It’s hard to have something wrong with you that’s invisible. It's even harder when it involves your vagina. It just invites sexism and disbelief. Doctors roll their eyes, ignore me and berate me. I’ve been told that everything would be solved if I got my cherry popped. As if it’s my hymen that’s the problem, not the low pelvic floor. They sigh heavily at me as the speculum can’t spear pass the muscle. They turn virginity, a social construct, into a medical abnormality.
May is National Pelvic Pain Awareness month and I have pelvic floor dysfunction. This means the muscles in my hips do the opposite of what they are supposed to. It means that my pelvic floor has dropped; it’s closer to the surface. I can’t be examined like a normal woman. It causes extreme pain with my periods and it causes issues with bowel movements.
It also means I can’t have sex — something that astounds my friends.
My friends are beautiful women who are confident and love sex (with the exception of one asexual friend). They don’t shy away from talking about it. I smile when they tell each other stories. I sit quietly and listen, hoping they forget about me. I don’t want them to look at me with sad eyes or ask a bunch of questions. They don’t seem to understand why I haven’t fixed my issue right away.
In fact, a lot of people ask that same question. I’m now finally seeing a specialist for it. There are lot of factors that most people won’t think about. One of the biggest is the financial aspect. I already had so many doctors that for my vagina and pelvis alone, this would be my fourth doctor. Plus, knowing that it wasn’t a quick fix, I have to plan to see this doctor once a month for a year at least. I have to think about the fact that even then, there might not be any results. Another factor: mentally and emotionally preparing myself to go down the rabbit hole. It’s exhausting.

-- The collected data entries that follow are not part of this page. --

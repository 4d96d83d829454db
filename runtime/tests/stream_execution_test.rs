//! Integration tests for long-lived effects: `Effect::Stream`,
//! `Effect::Cancellable` and `Effect::Cancel`.

#![allow(clippy::unwrap_used, clippy::expect_used)]

use futures::stream;
use gather_core::{SmallVec, effect::Effect, effect::EffectId, reducer::Reducer, smallvec};
use gather_runtime::{EffectHandle, Store};
use std::sync::Arc;
use std::sync::atomic::{AtomicUsize, Ordering};
use std::time::Duration;
use tokio::sync::mpsc;

const FEED: &str = "feed";

#[derive(Clone, Debug, Default, PartialEq)]
struct FeedState {
    items: Vec<u32>,
    completed: bool,
}

#[derive(Clone, Debug, PartialEq)]
enum FeedAction {
    /// Replay a fixed list of items
    Replay { items: Vec<u32> },
    /// Listen to the shared channel until cancelled
    Listen,
    /// Stop listening
    StopListening,
    Item { value: u32 },
    Completed,
}

/// Environment carrying the receiving half of a test channel
#[derive(Clone)]
struct FeedEnv {
    source: Arc<tokio::sync::Mutex<Option<mpsc::UnboundedReceiver<u32>>>>,
    released: Arc<AtomicUsize>,
}

/// Increments `released` when dropped, like a subscription releasing its channel
struct ReleaseOnDrop(Arc<AtomicUsize>);

impl Drop for ReleaseOnDrop {
    fn drop(&mut self) {
        self.0.fetch_add(1, Ordering::SeqCst);
    }
}

#[derive(Clone)]
struct FeedReducer;

impl Reducer for FeedReducer {
    type State = FeedState;
    type Action = FeedAction;
    type Environment = FeedEnv;

    fn reduce(
        &self,
        state: &mut Self::State,
        action: Self::Action,
        env: &Self::Environment,
    ) -> SmallVec<[Effect<Self::Action>; 4]> {
        match action {
            FeedAction::Replay { items } => smallvec![Effect::Stream(Box::pin(stream::iter(
                items
                    .into_iter()
                    .map(|value| FeedAction::Item { value })
                    .chain(std::iter::once(FeedAction::Completed)),
            )))],
            FeedAction::Listen => {
                let source = Arc::clone(&env.source);
                let release = ReleaseOnDrop(Arc::clone(&env.released));
                let feed = async_stream::stream! {
                    let _release = release;
                    let Some(mut rx) = source.lock().await.take() else {
                        return;
                    };
                    while let Some(value) = rx.recv().await {
                        yield FeedAction::Item { value };
                    }
                };
                smallvec![Effect::Stream(Box::pin(feed)).cancellable(FEED)]
            },
            FeedAction::StopListening => smallvec![Effect::Cancel(EffectId::new(FEED))],
            FeedAction::Item { value } => {
                state.items.push(value);
                SmallVec::new()
            },
            FeedAction::Completed => {
                state.completed = true;
                SmallVec::new()
            },
        }
    }
}

fn feed_store() -> (
    Store<FeedState, FeedAction, FeedEnv, FeedReducer>,
    mpsc::UnboundedSender<u32>,
    Arc<AtomicUsize>,
) {
    let (tx, rx) = mpsc::unbounded_channel();
    let released = Arc::new(AtomicUsize::new(0));
    let env = FeedEnv {
        source: Arc::new(tokio::sync::Mutex::new(Some(rx))),
        released: Arc::clone(&released),
    };
    (Store::new(FeedState::default(), FeedReducer, env), tx, released)
}

async fn settle(handle: &mut EffectHandle) {
    tokio::time::timeout(Duration::from_secs(1), handle.wait())
        .await
        .expect("effects did not finish");
}

async fn eventually<F: Fn() -> bool>(check: F) {
    for _ in 0..100 {
        if check() {
            return;
        }
        tokio::time::sleep(Duration::from_millis(5)).await;
    }
}

#[tokio::test]
async fn stream_items_are_reduced_in_order() {
    let (store, _tx, _released) = feed_store();

    let mut handle = store
        .send(FeedAction::Replay {
            items: (0..100).collect(),
        })
        .await
        .unwrap();
    settle(&mut handle).await;

    let state = store.state(Clone::clone).await;
    assert_eq!(state.items, (0..100).collect::<Vec<_>>());
    assert!(state.completed);
}

#[tokio::test]
async fn empty_stream_only_completes() {
    let (store, _tx, _released) = feed_store();

    let mut handle = store.send(FeedAction::Replay { items: vec![] }).await.unwrap();
    settle(&mut handle).await;

    let state = store.state(Clone::clone).await;
    assert!(state.items.is_empty());
    assert!(state.completed);
}

#[tokio::test]
async fn cancellable_stream_is_not_tracked_by_handle() {
    let (store, tx, released) = feed_store();

    let mut handle = store.send(FeedAction::Listen).await.unwrap();
    tokio::time::timeout(Duration::from_millis(50), handle.wait())
        .await
        .expect("a running feed must not hold up the handle");
    assert_eq!(released.load(Ordering::SeqCst), 0);

    let mut rx = store.subscribe_actions();
    tx.send(1).unwrap();
    tx.send(2).unwrap();

    for _ in 0..2 {
        tokio::time::timeout(Duration::from_secs(1), rx.recv())
            .await
            .unwrap()
            .unwrap();
    }
    assert_eq!(store.state(|s| s.items.clone()).await, vec![1, 2]);
}

#[tokio::test]
async fn cancel_effect_aborts_stream_and_releases_it() {
    let (store, tx, released) = feed_store();

    let mut rx = store.subscribe_actions();
    store.send(FeedAction::Listen).await.unwrap();
    tx.send(1).unwrap();
    tokio::time::timeout(Duration::from_secs(1), rx.recv())
        .await
        .unwrap()
        .unwrap();

    store.send(FeedAction::StopListening).await.unwrap();
    eventually(|| released.load(Ordering::SeqCst) == 1).await;
    assert_eq!(released.load(Ordering::SeqCst), 1);
    assert_eq!(store.cancel_all(), 0);

    // Items sent after cancellation never reach the reducer
    let _ = tx.send(2);
    tokio::time::sleep(Duration::from_millis(20)).await;
    assert_eq!(store.state(|s| s.items.clone()).await, vec![1]);
}

#[tokio::test]
async fn cancel_all_releases_feeds_and_reports_them() {
    let (store, _tx, released) = feed_store();

    store.send(FeedAction::Listen).await.unwrap();
    assert_eq!(store.cancel_all(), 1);
    assert_eq!(store.cancel_all(), 0);

    eventually(|| released.load(Ordering::SeqCst) == 1).await;
    assert_eq!(released.load(Ordering::SeqCst), 1);
}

My friends tease me all the time about how awkward I am around men (true). They ask me what I would do if a man flirted with me (first instinct: run), and they think I’m too innocent or naive. They think they are making me feel normal by teasing me. They are so considerate when it comes to so many things about my illnesses, but they don’t see my sensitivity to this. They don’t understand.

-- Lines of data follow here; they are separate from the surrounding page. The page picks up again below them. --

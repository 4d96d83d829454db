//! Single event sync.
//!
//! Shows one event with its organizer, comments and RSVPs. The event is
//! fetched in full when the view opens or switches to another id, and again
//! on every comment or RSVP change pushed for it. Changes are never merged
//! incrementally.

use crate::environment::SyncEnvironment;
use crate::error::SyncError;
use crate::queries::{event_channel, event_detail_query};
use crate::types::Event;
use futures::StreamExt;
use gather_core::effect::{Effect, EffectId};
use gather_core::reducer::Reducer;
use gather_core::remote::{Change, RemoteError};
use gather_core::{SmallVec, smallvec};
use gather_runtime::store::Store;
use serde_json::Value;
use std::time::Duration;
use tokio::sync::broadcast;

/// Id of the push subscription effect
pub const EVENT_FEED: &str = "event-feed";

/// State of an event page
#[derive(Clone, Debug, Default, PartialEq, Eq)]
pub struct EventDetailState {
    /// Id being shown
    pub event_id: Option<String>,
    /// The event, once fetched
    pub event: Option<Event>,
    /// A fetch is in flight
    pub loading: bool,
    /// Message of the last failure, cleared by the next successful fetch
    pub error: Option<String>,
    /// The push subscription is joined
    pub live: bool,
    /// Sequence number of the most recently issued fetch
    pub fetch_seq: u64,
}

/// Inputs of the event page
#[derive(Clone, Debug, PartialEq)]
pub enum EventDetailAction {
    /// Show `event_id`, replacing whatever was shown
    Open {
        /// Event to show
        event_id: String,
    },
    /// Fetch the current event again
    Refetch,
    /// A fetch completed
    Loaded {
        /// Sequence number of the fetch
        seq: u64,
        /// The event, or the failure
        result: Result<Event, SyncError>,
    },
    /// The push subscription for `event_id` is joined
    FeedReady {
        /// Event the subscription belongs to
        event_id: String,
    },
    /// A comment or RSVP change was pushed
    ChangeReceived {
        /// Event the subscription belongs to
        event_id: String,
        /// The change
        change: Change,
    },
    /// The push subscription could not be opened or broke
    FeedFailed {
        /// Event the subscription belongs to
        event_id: String,
        /// What went wrong
        error: String,
    },
    /// Stop showing the event
    Close,
}

/// Whether `change` concerns `event_id`
///
/// Deletes may only carry the primary key; those are assumed to match, since
/// the channel itself is filtered by event.
fn concerns(change: &Change, event_id: &str) -> bool {
    change
        .row()
        .and_then(|row| row.get("event_id"))
        .and_then(Value::as_str)
        .is_none_or(|id| id == event_id)
}

/// Reducer of the event page
#[derive(Clone, Debug, Default)]
pub struct EventDetailReducer;

impl EventDetailReducer {
    /// Creates a new `EventDetailReducer`
    #[must_use]
    pub const fn new() -> Self {
        Self
    }

    fn fetch(
        state: &mut EventDetailState,
        event_id: String,
        env: &SyncEnvironment,
    ) -> Effect<EventDetailAction> {
        state.fetch_seq += 1;
        state.loading = true;

        let seq = state.fetch_seq;
        let client = env.client.clone();
        let notices = env.notices.clone();

        tracing::debug!(seq, %event_id, "Fetching event");

        Effect::Future(Box::pin(async move {
            let result = match client.select_single(event_detail_query(&event_id)).await {
                Ok(row) => Event::from_row(row).map_err(SyncError::from),
                Err(RemoteError::NotFound(_)) => Err(SyncError::Remote("Event not found".to_string())),
                Err(e) => Err(SyncError::from(e)),
            };

            if let Err(e) = &result {
                notices.error(e.to_string());
            }
            Some(EventDetailAction::Loaded { seq, result })
        }))
    }

    fn subscribe(event_id: String, env: &SyncEnvironment) -> Effect<EventDetailAction> {
        let client = env.client.clone();

        Effect::Stream(Box::pin(async_stream::stream! {
            match client.subscribe(event_channel(&event_id)).await {
                Ok(mut subscription) => {
                    yield EventDetailAction::FeedReady { event_id: event_id.clone() };
                    while let Some(change) = subscription.next().await {
                        yield EventDetailAction::ChangeReceived {
                            event_id: event_id.clone(),
                            change,
                        };
                    }
                    yield EventDetailAction::FeedFailed {
                        event_id: event_id.clone(),
                        error: "Realtime channel closed".to_string(),
                    };
                },
                Err(e) => {
                    yield EventDetailAction::FeedFailed {
                        event_id: event_id.clone(),
                        error: e.to_string(),
                    };
                },
            }
        }))
        .cancellable(EVENT_FEED)
    }

    fn is_current(state: &EventDetailState, event_id: &str) -> bool {
        state.event_id.as_deref() == Some(event_id)
    }
}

Even though it shouldn’t, even though it kills every feminist fiber in my body, I feel like I’ve lost my femaleness. I know that a vagina doesn’t make a female, but it’s hard to shake the patriarchal ideal I grew up with. It’s hard to ignore those voices that say I can’t be sexy if I can’t have sex. It’s such bullshit, but damn if it doesn’t stick to you. My friends constantly ask why I don’t even have a drive for sex. The answer? I don’t have to freedom to. Everything hurts down there so much that I have grown to resent my vagina. I don’t want anything to do with it because anything can cause it to become painful.
So no, I can’t have sex, and no one can seem to understand why that doesn’t bother me. For me, it’s a matter of priorities. I focused on getting healthier when this started at 13, going to college and working at 19, and now at 23, I’m focused on my career. I want to bring attention to these issues, speak up for those who can’t, and the best way to do that is to write my story.
As much as my hips hurt, especially around my period, I took some aspirin and ignored it. I had more important things to do.
I want people to instead focus on the fact that I have something wrong with my muscles in my hips that causes me not to be able to have sex. One third of women in the U.S. have pelvic floor disorders, and that number is only going to rise.
Maybe everyone should focus on that.